Я стал брать на обучение детей знати: плата за уроки обеспечивала мое пропитание, ибо я был лишен помощи родных и друзей, и Бог доставил мне это утешение в бедности. Обязанности учителя и настойчивость юношей заставляли меня вспоминать то, что я когда-то учил. Я завязал добрую дружбу с магистром Адамом[215], человеком острого ума и, что бы там ни думали другие, широкой образованности, особенно преданного изучению Аристотеля. Несмотря на то, что я не был его учеником, он милостиво делился со мной знаниями и терпеливо излагал их мне, хотя обычно для чужих учеников он либо вообще не делал этого, либо делал очень редко – из ревности, как иные полагали.

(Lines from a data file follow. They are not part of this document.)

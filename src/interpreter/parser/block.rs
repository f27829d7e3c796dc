use crate::{
    ast::Block,
    error::SyntaxError,
    interpreter::{
        lexer::Token,
        parser::{core::ParseResult, statement::parse_statement, stream::TokenStream, utils::expect},
    },
};

/// Parses a block delimited by braces.
///
/// A block consists of zero or more statements. Parsing continues until a
/// closing `}` token is encountered; running out of input first is an error.
///
/// Grammar: `block := "{" statement* "}"`
///
/// # Parameters
/// - `tokens`: Token stream positioned at the opening brace.
///
/// # Returns
/// A [`Block`] containing all parsed statements.
///
/// # Errors
/// - `ExpectedToken` if the stream is not positioned at `{`.
/// - `UnexpectedEndOfInput` if the closing `}` is missing.
pub fn parse_block(tokens: &mut TokenStream<'_>) -> ParseResult<Block> {
    let line = expect(tokens, &Token::LBrace, "'{'")?;
    let mut statements = Vec::new();

    loop {
        match tokens.peek() {
            Token::RBrace => {
                tokens.advance()?;
                break;
            },
            Token::Eof => {
                return Err(SyntaxError::UnexpectedEndOfInput { line: tokens.line() }.into());
            },
            _ => statements.push(parse_statement(tokens)?),
        }
    }

    Ok(Block { statements, line })
}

Тем временем я обучил начальным правилам логики Гильома Суассонского: по словам его последователей, он потом изобрел метод ниспровержения старой логики, выстраивая нелегитимные заключения и опровергая устоявшиеся положения древних. Обучив Гильома, я направил его к Адаму. Видимо, там он и узнал, что нечто может быть тождественным самому себе, хотя это противоречит Аристотелю, учившему, что нечто сущее не обязательно тождественно себе, будучи сущим и не сущим. Далее, когда нечто существует, оно не обязательно одно и то же, когда существует и когда не существует[216]. Из противоречия ничто не проистекает, и невозможно, чтобы противоречие из чего-то проистекало. Поэтому даже метод друга не смог убедить меня, что из чего-то невозможного проистекает все невозможное.

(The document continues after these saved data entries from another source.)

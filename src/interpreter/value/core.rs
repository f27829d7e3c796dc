use crate::{
    ast::LiteralValue,
    error::RuntimeError,
    interpreter::evaluator::core::EvalResult,
};

/// Represents a runtime value in the interpreter.
///
/// Every evaluation produces a fresh value; values are only ever replaced,
/// never mutated in place.
#[derive(Debug, Clone, PartialEq)]
pub enum Value {
    /// A numeric value (double precision floating-point).
    Number(f64),
    /// An owned string.
    Str(String),
    /// A boolean value (`true` or `false`).
    /// Produced by comparison operators (`<`, `==`, `!=`, etc.) and logical
    /// operators (`&&`, `||`, `!`).
    Bool(bool),
}

impl From<f64> for Value {
    fn from(v: f64) -> Self {
        Self::Number(v)
    }
}

impl From<bool> for Value {
    fn from(v: bool) -> Self {
        Self::Bool(v)
    }
}

impl From<&str> for Value {
    fn from(v: &str) -> Self {
        Self::Str(v.to_string())
    }
}

impl From<String> for Value {
    fn from(v: String) -> Self {
        Self::Str(v)
    }
}

impl Value {
    /// Converts the value to an `f64` for arithmetic and ordering.
    ///
    /// Numbers are returned as they are and booleans count as `1` and `0`.
    /// Strings are never converted implicitly.
    ///
    /// # Parameters
    /// - `line`: Source code line number for error reporting.
    ///
    /// # Returns
    /// - `Ok(f64)`: If the value is a number or a boolean.
    /// - `Err(RuntimeError::TypeError)`: If the value is a string.
    ///
    /// # Example
    /// ```
    /// use pebble::interpreter::value::core::Value;
    ///
    /// assert_eq!(Value::Number(2.5).as_number(1).unwrap(), 2.5);
    /// assert_eq!(Value::Bool(true).as_number(1).unwrap(), 1.0);
    /// assert!(Value::from("7").as_number(1).is_err());
    /// ```
    pub fn as_number(&self, line: usize) -> EvalResult<f64> {
        match self {
            Self::Number(n) => Ok(*n),
            Self::Bool(b) => Ok(f64::from(u8::from(*b))),
            Self::Str(s) => Err(RuntimeError::TypeError { details: format!("expected a number, found string \"{s}\""),
                                                          line }),
        }
    }

    /// Returns the truthiness of the value.
    ///
    /// Numbers are truthy when non-zero, booleans are themselves and strings
    /// are truthy when non-empty.
    ///
    /// # Example
    /// ```
    /// use pebble::interpreter::value::core::Value;
    ///
    /// assert!(Value::Number(-3.0).is_truthy());
    /// assert!(!Value::Number(0.0).is_truthy());
    /// assert!(!Value::from("").is_truthy());
    /// assert!(Value::Bool(true).is_truthy());
    /// ```
    #[must_use]
    pub fn is_truthy(&self) -> bool {
        match self {
            Self::Number(n) => *n != 0.0,
            Self::Str(s) => !s.is_empty(),
            Self::Bool(b) => *b,
        }
    }

    /// Returns `true` for string values.
    #[must_use]
    pub const fn is_string(&self) -> bool {
        matches!(self, Self::Str(_))
    }

    /// Short name of the value's type, used in error messages.
    #[must_use]
    pub const fn type_name(&self) -> &'static str {
        match self {
            Self::Number(_) => "number",
            Self::Str(_) => "string",
            Self::Bool(_) => "boolean",
        }
    }
}

/// Renders a value the way `print` shows it.
///
/// Strings are written verbatim, booleans as `True`/`False` and numbers with
/// the shortest text that reads back as the same `f64`, so integral values
/// have no fractional part. Negative zero keeps its sign.
///
/// # Example
/// ```
/// use pebble::interpreter::value::core::Value;
///
/// assert_eq!(Value::Number(14.0).to_string(), "14");
/// assert_eq!(Value::Number(2.5).to_string(), "2.5");
/// assert_eq!(Value::Number(-0.0).to_string(), "-0");
/// assert_eq!(Value::Bool(false).to_string(), "False");
/// assert_eq!(Value::from("hi").to_string(), "hi");
/// ```
impl std::fmt::Display for Value {
    fn fmt(&self, f: &mut std::fmt::Formatter<'_>) -> std::fmt::Result {
        match self {
            Self::Number(n) => write!(f, "{n}"),
            Self::Str(s) => write!(f, "{s}"),
            Self::Bool(true) => write!(f, "True"),
            Self::Bool(false) => write!(f, "False"),
        }
    }
}

impl From<&LiteralValue> for Value {
    fn from(lit: &LiteralValue) -> Self {
        match lit {
            LiteralValue::Number(n) => (*n).into(),
            LiteralValue::Str(s) => s.as_str().into(),
            LiteralValue::Bool(b) => (*b).into(),
        }
    }
}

Отвлекли меня стесненность в средствах, просьбы коллег и советы друзей взяться за преподавание. Я подчинился. Вернувшись в Париж, через три года я разыскал магистра Жильбера и стал учиться у него диалектике и теологии. Но очень скоро он нас покинул, и его сменил Роберт Пулл, равно прославленный и добродетельным образом жизни, и знаниями; затем меня взял к себе Симон из Пуасси, хороший лектор, но плохой полемист. Эти двое были моими наставниками только в теологии.